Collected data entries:
::::

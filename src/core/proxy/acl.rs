//! The proxy's static table allow-list.
//!
//! Built once at post-jail init from the `proxy_read_maps` setting and
//! immutable afterwards. Configured tokens and incoming requests go
//! through the same canonicalization: strip every leading `proxy:` prefix,
//! then require an inner `:` between table type and name.

use std::collections::HashSet;

use tracing::warn;

const PROXY_PREFIX: &str = "proxy:";

/// Remove any number of leading `proxy:` prefixes.
pub fn strip_proxy_prefixes(reference: &str) -> &str {
    let mut rest = reference;
    while let Some(stripped) = rest.strip_prefix(PROXY_PREFIX) {
        rest = stripped;
    }
    rest
}

/// Outcome of checking a requested table reference.
#[derive(Debug, Clone, Copy, PartialEq, Eq)]
pub enum AclDecision<'a> {
    /// On the allow-list; the canonical `type:name` form.
    Allow(&'a str),
    /// Well-formed but not approved.
    Deny,
    /// No inner `:` separating type and name.
    Malformed,
}

pub struct AllowList {
    entries: HashSet<String>,
}

impl AllowList {
    /// Parse the whitespace-separated `proxy_read_maps` value.
    ///
    /// Tokens without a `proxy:` prefix cannot be proxied and are skipped;
    /// so are tokens that lack a type/name separator after stripping.
    pub fn from_config(proxy_read_maps: &str) -> Self {
        let mut entries = HashSet::new();
        for token in proxy_read_maps.split_whitespace() {
            if !token.starts_with(PROXY_PREFIX) {
                warn!(token, "ignoring non-proxy table in proxy_read_maps");
                continue;
            }
            let canonical = strip_proxy_prefixes(token);
            if !canonical.contains(':') {
                warn!(token, "ignoring malformed table in proxy_read_maps");
                continue;
            }
            entries.insert(canonical.to_string());
        }
        Self { entries }
    }

    pub fn len(&self) -> usize {
        self.entries.len()
    }

    pub fn is_empty(&self) -> bool {
        self.entries.is_empty()
    }

    /// Check a requested reference against the list.
    pub fn check<'a>(&self, reference: &'a str) -> AclDecision<'a> {
        let canonical = strip_proxy_prefixes(reference);
        if !canonical.contains(':') {
            AclDecision::Malformed
        } else if self.entries.contains(canonical) {
            AclDecision::Allow(canonical)
        } else {
            AclDecision::Deny
        }
    }
}
//! Configuration registry for both daemons.
//!
//! A single [`Params`] struct carries every recognized tunable. Values come
//! from an optional TOML file; missing keys fall back to built-in defaults,
//! unknown keys are rejected so a typo cannot silently disable a feature.

mod defaults;
mod types;

pub use types::{ConfigError, Params};
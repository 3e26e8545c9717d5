//! Process-local hash table.
//!
//! Used by the verifier when `address_verify_map` is empty; the cache then
//! lives and dies with the process, so the server skeleton must not recycle
//! it (see the verifier's post-init hook).

use std::collections::HashMap;

use async_trait::async_trait;
use tokio::sync::Mutex;

use super::{table_flags, Table, TableError};

pub struct MemTable {
    name: String,
    entries: Mutex<HashMap<String, String>>,
}

impl MemTable {
    pub fn new(label: &str) -> Self {
        Self {
            name: format!("mem:{label}"),
            entries: Mutex::new(HashMap::new()),
        }
    }

    /// Number of stored entries (test support).
    pub async fn len(&self) -> usize {
        self.entries.lock().await.len()
    }

    pub async fn is_empty(&self) -> bool {
        self.entries.lock().await.is_empty()
    }
}

#[async_trait]
impl Table for MemTable {
    fn name(&self) -> &str {
        &self.name
    }

    fn flags(&self) -> u32 {
        table_flags::WRITABLE
    }

    async fn get(&self, key: &str) -> Result<Option<String>, TableError> {
        Ok(self.entries.lock().await.get(key).cloned())
    }

    async fn put(&self, key: &str, value: &str) -> Result<(), TableError> {
        self.entries
            .lock()
            .await
            .insert(key.to_string(), value.to_string());
        Ok(())
    }

    async fn del(&self, key: &str) -> Result<bool, TableError> {
        Ok(self.entries.lock().await.remove(key).is_some())
    }
}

::::

■ **WHAT IS EXPECTED**
Restate word for word only the lines above from the line containing "use tracing::warn;" to the line containing "non-proxy table in", both of them included.

■ **ANSWER SECTION**
use tracing::warn;

const PROXY_PREFIX: &str = "proxy:";

/// Remove any number of leading `proxy:` prefixes.
pub fn strip_proxy_prefixes(reference: &str) -> &str {
    let mut rest = reference;
    while let Some(stripped) = rest.strip_prefix(PROXY_PREFIX) {
        rest = stripped;
    }
    rest
}

/// Outcome of checking a requested table reference.
#[derive(Debug, Clone, Copy, PartialEq, Eq)]
pub enum AclDecision<'a> {
    /// On the allow-list; the canonical `type:name` form.
    Allow(&'a str),
    /// Well-formed but not approved.
    Deny,
    /// No inner `:` separating type and name.
    Malformed,
}

pub struct AllowList {
    entries: HashSet<String>,
}

impl AllowList {
    /// Parse the whitespace-separated `proxy_read_maps` value.
    ///
    /// Tokens without a `proxy:` prefix cannot be proxied and are skipped;
    /// so are tokens that lack a type/name separator after stripping.
    pub fn from_config(proxy_read_maps: &str) -> Self {
        let mut entries = HashSet::new();
        for token in proxy_read_maps.split_whitespace() {
            if !token.starts_with(PROXY_PREFIX) {
                warn!(token, "ignoring non-proxy table in proxy_read_maps");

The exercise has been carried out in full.